Prof. Flanagan's commissioned artwork in the Baltimore Museum of Art

Prof. Mary Flanagan's has two interactive installations in the newly opened Joseph Education Center of the Baltimore Museum of Art

"Visitors enter the center through the Experience Gallery, where they are greeted by three interactive installations created by artists: Flanagan's "Topophilia"; Derrick Adams' "Dew Drop Inn," a playroom with bright colors and bean bag chairs adorned with oversized arms, hair and other creature features; and Pablo Helguera's "Flower of Ancient Games," with five petal-shaped wooden tables that have game boards from different cultures integrated into the tabletops, from mancala (Africa) to backgammon (Iran) and chess (India).  "The artist says you can make up your own rules," Betancourt said, "but everyone at the table has to agree what the rules are." " (From The Baltimore Sun article:  Please touch the artwork: Baltimore Museum of Art opens expanded education center after $2.5 million renovation, Nov. 29, 2023

https://vimeo.com/884453516

[tunnel] (2023) is a commissioned artwork by the Baltimore Museum of Art in honor of the reopening of the Joseph Education Center. [tunnel] is a stainless steel playful sculpture that is a representation of Baltimore's famous Harbor Tunnel.
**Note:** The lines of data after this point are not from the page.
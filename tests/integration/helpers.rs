//! Shared helpers for integration tests.

use cithia::audio::playback::{ActiveStream, AudioOutput, AudioPlaybackController};
use cithia::pipeline::messages::StreamToken;
use cithia::pipeline::task::{TaskHandle, TaskPoll};
use cithia::tts::{Speaker, SpeechSynthesizer};
use cithia::{AssistantConfig, Orchestrator, PresentationSurface, Role};
use std::collections::HashSet;
use std::path::{Path, PathBuf};
use std::sync::{Arc, Mutex};
use std::time::{Duration, Instant};

/// Everything the orchestrator did to the surface, in order.
#[derive(Debug, Clone, PartialEq, Eq)]
pub(crate) enum SurfaceEvent {
    Append(Role, String),
    Replace(String),
    Image(PathBuf),
    Controls(bool),
}

#[derive(Debug, Default)]
pub(crate) struct RecordingSurface {
    pub events: Vec<SurfaceEvent>,
}

impl RecordingSurface {
    /// Text of every appended message with `role`.
    pub(crate) fn appended(&self, role: Role) -> Vec<&str> {
        self.events
            .iter()
            .filter_map(|e| match e {
                SurfaceEvent::Append(r, text) if *r == role => Some(text.as_str()),
                _ => None,
            })
            .collect()
    }

    /// Text the last message shows after all replacements.
    pub(crate) fn last_message_text(&self) -> Option<&str> {
        self.events.iter().rev().find_map(|e| match e {
            SurfaceEvent::Append(_, text) | SurfaceEvent::Replace(text) => Some(text.as_str()),
            _ => None,
        })
    }

    pub(crate) fn count(&self, event: &SurfaceEvent) -> usize {
        self.events.iter().filter(|e| *e == event).count()
    }
}

impl PresentationSurface for RecordingSurface {
    fn append_message(&mut self, role: Role, text: &str) {
        self.events.push(SurfaceEvent::Append(role, text.to_owned()));
    }

    fn replace_last_message(&mut self, text: &str) {
        self.events.push(SurfaceEvent::Replace(text.to_owned()));
    }

    fn show_image(&mut self, path: &Path) {
        self.events.push(SurfaceEvent::Image(path.to_path_buf()));
    }

    fn set_controls_enabled(&mut self, enabled: bool) {
        self.events.push(SurfaceEvent::Controls(enabled));
    }
}

/// Writes a small file per utterance and records what was spoken.
///
/// Owns its scratch directory so it stays valid for as long as the speaker does.
#[derive(Clone)]
pub(crate) struct RecordingSynth {
    dir: Arc<tempfile::TempDir>,
    delay: Duration,
    pub spoken: Arc<Mutex<Vec<String>>>,
}

impl RecordingSynth {
    pub(crate) fn new() -> Self {
        Self {
            dir: Arc::new(tempfile::tempdir().expect("create temp dir")),
            delay: Duration::ZERO,
            spoken: Arc::new(Mutex::new(Vec::new())),
        }
    }

    /// Take `delay` before producing each file, like a real synthesizer would.
    pub(crate) fn slow(delay: Duration) -> Self {
        Self {
            delay,
            ..Self::new()
        }
    }

    /// Path of the `index`-th synthesized file.
    pub(crate) fn file(&self, index: usize) -> PathBuf {
        self.dir.path().join(format!("speech-{index}.wav"))
    }

    pub(crate) fn spoken(&self) -> Vec<String> {
        self.spoken.lock().unwrap().clone()
    }
}

impl SpeechSynthesizer for RecordingSynth {
    fn synthesize(&self, text: &str) -> cithia::Result<PathBuf> {
        std::thread::sleep(self.delay);
        let mut spoken = self.spoken.lock().unwrap();
        let path = self.file(spoken.len());
        std::fs::write(&path, text)?;
        spoken.push(text.to_owned());
        Ok(path)
    }
}

/// Audio output whose streams run until the test finishes them.
///
/// Every start and stop is logged as `"start <file>"` / `"stop <file>"`.
#[derive(Clone, Default)]
pub(crate) struct ScriptedOutput {
    pub log: Arc<Mutex<Vec<String>>>,
    finished: Arc<Mutex<HashSet<PathBuf>>>,
    fail: Arc<Mutex<HashSet<PathBuf>>>,
}

impl ScriptedOutput {
    /// Mark the stream for `path` as having played to the end.
    pub(crate) fn finish(&self, path: &Path) {
        self.finished.lock().unwrap().insert(path.to_path_buf());
    }

    /// Make `start` fail for `path`.
    pub(crate) fn fail_on(&self, path: &Path) {
        self.fail.lock().unwrap().insert(path.to_path_buf());
    }

    pub(crate) fn log(&self) -> Vec<String> {
        self.log.lock().unwrap().clone()
    }
}

fn file_name(path: &Path) -> String {
    path.file_name()
        .map(|n| n.to_string_lossy().into_owned())
        .unwrap_or_default()
}

impl AudioOutput for ScriptedOutput {
    fn start(&self, path: &Path) -> cithia::Result<Box<dyn ActiveStream>> {
        if self.fail.lock().unwrap().contains(path) {
            return Err(cithia::AssistantError::Audio("unsupported file".into()));
        }
        self.log
            .lock()
            .unwrap()
            .push(format!("start {}", file_name(path)));
        Ok(Box::new(ScriptedStream {
            path: path.to_path_buf(),
            log: Arc::clone(&self.log),
            finished: Arc::clone(&self.finished),
        }))
    }
}

struct ScriptedStream {
    path: PathBuf,
    log: Arc<Mutex<Vec<String>>>,
    finished: Arc<Mutex<HashSet<PathBuf>>>,
}

impl ActiveStream for ScriptedStream {
    fn stop(&mut self) {
        self.log
            .lock()
            .unwrap()
            .push(format!("stop {}", file_name(&self.path)));
    }

    fn is_finished(&self) -> bool {
        self.finished.lock().unwrap().contains(&self.path)
    }
}

/// Poll `cond` until it holds or `timeout` elapses.
pub(crate) fn wait_until(timeout: Duration, mut cond: impl FnMut() -> bool) -> bool {
    let deadline = Instant::now() + timeout;
    while Instant::now() < deadline {
        if cond() {
            return true;
        }
        std::thread::sleep(Duration::from_millis(10));
    }
    cond()
}

/// Tick the orchestrator until `done` holds.
pub(crate) fn tick_until<S: PresentationSurface>(
    orchestrator: &mut Orchestrator<S>,
    mut done: impl FnMut(&Orchestrator<S>) -> bool,
) {
    let deadline = Instant::now() + Duration::from_secs(10);
    while Instant::now() < deadline {
        orchestrator.tick();
        if done(orchestrator) {
            return;
        }
        std::thread::sleep(Duration::from_millis(10));
    }
    panic!("orchestrator did not reach the expected state");
}

/// Drain a chat stream from async code until its terminal token.
pub(crate) async fn collect_tokens(handle: &mut TaskHandle<StreamToken>) -> Vec<StreamToken> {
    let mut tokens = Vec::new();
    let deadline = Instant::now() + Duration::from_secs(10);
    while Instant::now() < deadline {
        match handle.try_next() {
            TaskPoll::Ready(token) => {
                let terminal = token.is_terminal();
                tokens.push(token);
                if terminal {
                    // Nothing may follow the terminal token.
                    tokio::time::sleep(Duration::from_millis(20)).await;
                    while let TaskPoll::Ready(extra) = handle.try_next() {
                        tokens.push(extra);
                    }
                    return tokens;
                }
            }
            TaskPoll::Pending => tokio::time::sleep(Duration::from_millis(5)).await,
            TaskPoll::Closed => return tokens,
        }
    }
    tokens
}

/// A line-delimited generate response streaming `fragments` then `done`.
pub(crate) fn ndjson_body(fragments: &[&str]) -> String {
    let mut body = String::new();
    for fragment in fragments {
        body.push_str(&serde_json::json!({"response": fragment, "done": false}).to_string());
        body.push('\n');
    }
    body.push_str(&serde_json::json!({"response": "", "done": true}).to_string());
    body.push('\n');
    body
}

/// Write an executable shell script standing in for the image backend.
#[cfg(unix)]
pub(crate) fn fake_image_backend(dir: &Path, body: &str) -> PathBuf {
    use std::os::unix::fs::PermissionsExt;

    let path = dir.join("fake-image-backend");
    std::fs::write(&path, format!("#!/bin/sh\n{body}\n")).unwrap();
    std::fs::set_permissions(&path, std::fs::Permissions::from_mode(0o755)).unwrap();
    path
}

/// Backend script that records its prompt next to the image and writes a PNG stub.
#[cfg(unix)]
pub(crate) const WRITING_BACKEND: &str = r#"
while [ $# -gt 0 ]; do
  case "$1" in
    --prompt) prompt="$2"; shift 2 ;;
    --output-path) out="$2"; shift 2 ;;
    *) shift ;;
  esac
done
printf '%s' "$prompt" > "$(dirname "$out")/prompt.txt"
printf 'PNG' > "$out"
"#;

/// Everything a full orchestrator test needs, kept alive together.
pub(crate) struct Harness {
    pub orchestrator: Orchestrator<RecordingSurface>,
    pub synth: RecordingSynth,
    pub output: ScriptedOutput,
    pub dir: tempfile::TempDir,
    // Dropped last so background tasks outlive the orchestrator.
    pub runtime: tokio::runtime::Runtime,
}

/// Build an orchestrator with recording speech output and scripted audio.
///
/// Takes the runtime so callers can start mock servers on it first.
pub(crate) fn harness(runtime: tokio::runtime::Runtime, config: AssistantConfig) -> Harness {
    harness_with_synth(runtime, config, RecordingSynth::new())
}

pub(crate) fn harness_with_synth(
    runtime: tokio::runtime::Runtime,
    mut config: AssistantConfig,
    synth: RecordingSynth,
) -> Harness {
    let dir = tempfile::tempdir().expect("create temp dir");
    if config.image.output_dir.is_none() {
        config.image.output_dir = Some(dir.path().to_path_buf());
    }

    let output = ScriptedOutput::default();
    let playback = AudioPlaybackController::new(output.clone(), Duration::from_millis(5));
    let speaker = Speaker::new(synth.clone(), playback, runtime.handle().clone(), true);
    let orchestrator = Orchestrator::new(
        config,
        runtime.handle().clone(),
        RecordingSurface::default(),
        speaker,
    )
    .expect("build orchestrator");

    Harness {
        orchestrator,
        synth,
        output,
        dir,
        runtime,
    }
}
Spanning the inner harbor, the tunnel connects 2 sides of Baltimore and is a feat of engineering. It also lies hidden underneath what has been a historic and bustling port and important Native American lands. The Harbor Tunnel is made by people to intersect and even overcome the natural world. I took the plans of the tunnel and made them material and tangible, so that we can begin to have conversations about what humans do to the natural world and how the Anthropocene might be rethought as a speculative exercise. With an organic rippling effect and blue lighting, the tangible [tunnel] becomes a shimmering, experiential and musical instrument around which to have embodied-aware conversations.

Prof. Flanagan combines haikus written collaboratively with her AI "Kay" to accompany the monumental artwork in the current exhibition opening 3 December 2023 alongside a piece called [hill]. Both pieces explore the phenomenology of place and technological - nature dichotomies, mediations, and connections.